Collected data
<<<<
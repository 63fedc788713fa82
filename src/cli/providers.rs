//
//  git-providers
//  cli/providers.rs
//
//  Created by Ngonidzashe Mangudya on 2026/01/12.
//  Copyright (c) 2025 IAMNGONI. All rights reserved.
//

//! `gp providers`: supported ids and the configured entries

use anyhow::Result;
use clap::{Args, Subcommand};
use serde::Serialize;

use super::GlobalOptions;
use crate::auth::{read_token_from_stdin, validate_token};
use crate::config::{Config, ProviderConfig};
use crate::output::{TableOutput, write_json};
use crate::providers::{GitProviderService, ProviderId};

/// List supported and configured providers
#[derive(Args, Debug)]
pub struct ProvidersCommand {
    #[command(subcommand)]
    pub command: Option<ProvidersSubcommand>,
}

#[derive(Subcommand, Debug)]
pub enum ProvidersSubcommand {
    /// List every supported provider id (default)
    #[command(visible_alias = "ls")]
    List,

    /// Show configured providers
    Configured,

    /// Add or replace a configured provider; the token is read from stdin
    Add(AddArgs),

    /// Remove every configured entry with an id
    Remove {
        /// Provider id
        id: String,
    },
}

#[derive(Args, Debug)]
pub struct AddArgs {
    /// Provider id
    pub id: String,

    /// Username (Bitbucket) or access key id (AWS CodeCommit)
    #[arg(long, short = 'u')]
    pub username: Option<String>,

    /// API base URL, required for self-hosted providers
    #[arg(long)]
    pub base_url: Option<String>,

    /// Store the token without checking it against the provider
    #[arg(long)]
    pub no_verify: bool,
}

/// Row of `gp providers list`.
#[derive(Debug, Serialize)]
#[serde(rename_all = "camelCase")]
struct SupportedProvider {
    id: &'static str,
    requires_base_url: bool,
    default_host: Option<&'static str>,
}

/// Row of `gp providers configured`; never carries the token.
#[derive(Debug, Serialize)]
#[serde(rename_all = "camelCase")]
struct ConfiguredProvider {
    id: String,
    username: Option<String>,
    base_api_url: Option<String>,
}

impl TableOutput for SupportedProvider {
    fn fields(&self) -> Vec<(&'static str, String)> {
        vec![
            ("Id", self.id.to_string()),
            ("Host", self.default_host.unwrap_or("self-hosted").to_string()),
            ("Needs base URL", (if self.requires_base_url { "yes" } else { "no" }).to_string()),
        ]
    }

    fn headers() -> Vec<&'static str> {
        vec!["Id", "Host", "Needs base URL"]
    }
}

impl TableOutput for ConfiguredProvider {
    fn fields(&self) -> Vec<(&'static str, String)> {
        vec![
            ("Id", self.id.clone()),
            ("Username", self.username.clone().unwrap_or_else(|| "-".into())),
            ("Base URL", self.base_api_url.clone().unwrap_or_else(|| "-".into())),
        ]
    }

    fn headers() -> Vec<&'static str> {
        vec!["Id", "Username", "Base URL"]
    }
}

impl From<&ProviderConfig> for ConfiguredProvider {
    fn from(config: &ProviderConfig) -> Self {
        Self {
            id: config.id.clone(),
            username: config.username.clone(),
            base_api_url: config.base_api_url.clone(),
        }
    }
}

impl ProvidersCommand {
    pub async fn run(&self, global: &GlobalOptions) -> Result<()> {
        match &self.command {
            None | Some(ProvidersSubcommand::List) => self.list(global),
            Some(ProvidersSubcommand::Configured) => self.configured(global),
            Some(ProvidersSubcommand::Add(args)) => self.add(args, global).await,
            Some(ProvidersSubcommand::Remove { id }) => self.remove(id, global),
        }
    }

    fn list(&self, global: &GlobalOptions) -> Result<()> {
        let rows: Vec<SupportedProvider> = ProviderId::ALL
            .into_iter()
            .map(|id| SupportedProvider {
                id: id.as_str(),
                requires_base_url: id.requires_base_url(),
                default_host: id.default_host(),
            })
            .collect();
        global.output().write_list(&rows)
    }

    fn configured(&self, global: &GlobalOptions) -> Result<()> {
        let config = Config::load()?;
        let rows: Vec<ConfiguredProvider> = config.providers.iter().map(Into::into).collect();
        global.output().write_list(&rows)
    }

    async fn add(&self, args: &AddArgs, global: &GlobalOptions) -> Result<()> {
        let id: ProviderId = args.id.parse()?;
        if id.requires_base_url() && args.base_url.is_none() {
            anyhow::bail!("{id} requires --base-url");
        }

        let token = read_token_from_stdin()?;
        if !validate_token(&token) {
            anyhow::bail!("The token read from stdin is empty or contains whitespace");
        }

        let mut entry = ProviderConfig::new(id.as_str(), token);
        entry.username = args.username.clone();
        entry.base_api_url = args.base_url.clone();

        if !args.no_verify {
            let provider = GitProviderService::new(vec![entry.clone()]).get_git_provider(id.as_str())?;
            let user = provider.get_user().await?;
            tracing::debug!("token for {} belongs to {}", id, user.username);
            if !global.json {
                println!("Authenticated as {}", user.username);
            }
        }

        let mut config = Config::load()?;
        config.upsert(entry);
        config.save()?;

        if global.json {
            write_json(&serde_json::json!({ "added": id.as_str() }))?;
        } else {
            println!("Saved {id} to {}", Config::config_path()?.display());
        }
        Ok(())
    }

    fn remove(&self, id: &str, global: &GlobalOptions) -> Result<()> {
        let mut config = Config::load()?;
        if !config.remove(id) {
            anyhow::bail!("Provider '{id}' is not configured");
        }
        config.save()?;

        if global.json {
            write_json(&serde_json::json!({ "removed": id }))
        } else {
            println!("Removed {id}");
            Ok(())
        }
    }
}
>>>>
- _WORK TASK_
When you reach the end of the records, set them all down again exactly.

- _SOLUTION FOR THIS PROBLEM_
repository 63fedc788713fa82
filename src/cli/providers.rs
//
//  git-providers
//  cli/providers.rs
//
//  Created by Ngonidzashe Mangudya on 2026/01/12.
//  Copyright (c) 2025 IAMNGONI. All rights reserved.
//

//! `gp providers`: supported ids and the configured entries

use anyhow::Result;
use clap::{Args, Subcommand};
use serde::Serialize;

use super::GlobalOptions;
use crate::auth::{read_token_from_stdin, validate_token};
use crate::config::{Config, ProviderConfig};
use crate::output::{TableOutput, write_json};
use crate::providers::{GitProviderService, ProviderId};

/// List supported and configured providers
#[derive(Args, Debug)]
pub struct ProvidersCommand {
    #[command(subcommand)]
    pub command: Option<ProvidersSubcommand>,
}

#[derive(Subcommand, Debug)]
pub enum ProvidersSubcommand {
    /// List every supported provider id (default)
    #[command(visible_alias = "ls")]
    List,

    /// Show configured providers
    Configured,

    /// Add or replace a configured provider; the token is read from stdin
    Add(AddArgs),

    /// Remove every configured entry with an id
    Remove {
        /// Provider id
        id: String,
    },
}

#[derive(Args, Debug)]
pub struct AddArgs {
    /// Provider id
    pub id: String,

    /// Username (Bitbucket) or access key id (AWS CodeCommit)
    #[arg(long, short = 'u')]
    pub username: Option<String>,

    /// API base URL, required for self-hosted providers
    #[arg(long)]
    pub base_url: Option<String>,

    /// Store the token without checking it against the provider
    #[arg(long)]
    pub no_verify: bool,
}

/// Row of `gp providers list`.
#[derive(Debug, Serialize)]
#[serde(rename_all = "camelCase")]
struct SupportedProvider {
    id: &'static str,
    requires_base_url: bool,
    default_host: Option<&'static str>,
}

/// Row of `gp providers configured`; never carries the token.
#[derive(Debug, Serialize)]
#[serde(rename_all = "camelCase")]
struct ConfiguredProvider {
    id: String,
    username: Option<String>,
    base_api_url: Option<String>,
}

impl TableOutput for SupportedProvider {
    fn fields(&self) -> Vec<(&'static str, String)> {
        vec![
            ("Id", self.id.to_string()),
            ("Host", self.default_host.unwrap_or("self-hosted").to_string()),
            ("Needs base URL", (if self.requires_base_url { "yes" } else { "no" }).to_string()),
        ]
    }

    fn headers() -> Vec<&'static str> {
        vec!["Id", "Host", "Needs base URL"]
    }
}

impl TableOutput for ConfiguredProvider {
    fn fields(&self) -> Vec<(&'static str, String)> {
        vec![
            ("Id", self.id.clone()),
            ("Username", self.username.clone().unwrap_or_else(|| "-".into())),
            ("Base URL", self.base_api_url.clone().unwrap_or_else(|| "-".into())),
        ]
    }

    fn headers() -> Vec<&'static str> {
        vec!["Id", "Username", "Base URL"]
    }
}

impl From<&ProviderConfig> for ConfiguredProvider {
    fn from(config: &ProviderConfig) -> Self {
        Self {
            id: config.id.clone(),
            username: config.username.clone(),
            base_api_url: config.base_api_url.clone(),
        }
    }
}

impl ProvidersCommand {
    pub async fn run(&self, global: &GlobalOptions) -> Result<()> {
        match &self.command {
            None | Some(ProvidersSubcommand::List) => self.list(global),
            Some(ProvidersSubcommand::Configured) => self.configured(global),
            Some(ProvidersSubcommand::Add(args)) => self.add(args, global).await,
            Some(ProvidersSubcommand::Remove { id }) => self.remove(id, global),
        }
    }

    fn list(&self, global: &GlobalOptions) -> Result<()> {
        let rows: Vec<SupportedProvider> = ProviderId::ALL
            .into_iter()
            .map(|id| SupportedProvider {
                id: id.as_str(),
                requires_base_url: id.requires_base_url(),
                default_host: id.default_host(),
            })
            .collect();
        global.output().write_list(&rows)
    }

    fn configured(&self, global: &GlobalOptions) -> Result<()> {
        let config = Config::load()?;
        let rows: Vec<ConfiguredProvider> = config.providers.iter().map(Into::into).collect();
        global.output().write_list(&rows)
    }

    async fn add(&self, args: &AddArgs, global: &GlobalOptions) -> Result<()> {
        let id: ProviderId = args.id.parse()?;
        if id.requires_base_url() && args.base_url.is_none() {
            anyhow::bail!("{id} requires --base-url");
        }

        let token = read_token_from_stdin()?;
        if !validate_token(&token) {
            anyhow::bail!("The token read from stdin is empty or contains whitespace");
        }

        let mut entry = ProviderConfig::new(id.as_str(), token);
        entry.username = args.username.clone();
        entry.base_api_url = args.base_url.clone();

        if !args.no_verify {
            let provider = GitProviderService::new(vec![entry.clone()]).get_git_provider(id.as_str())?;
            let user = provider.get_user().await?;
            tracing::debug!("token for {} belongs to {}", id, user.username);
            if !global.json {
                println!("Authenticated as {}", user.username);
            }
        }

        let mut config = Config::load()?;
        config.upsert(entry);
        config.save()?;

        if global.json {
            write_json(&serde_json::json!({ "added": id.as_str() }))?;
        } else {
            println!("Saved {id} to {}", Config::config_path()?.display());
        }
        Ok(())
    }

    fn remove(&self, id: &str, global: &GlobalOptions) -> Result<()> {
        let mut config = Config::load()?;
        if !config.remove(id) {
            anyhow::bail!("Provider '{id}' is not configured");
        }
        config.save()?;

        if global.json {
            write_json(&serde_json::json!({ "removed": id }))
        } else {
            println!("Removed {id}");
            Ok(())
        }
    }
}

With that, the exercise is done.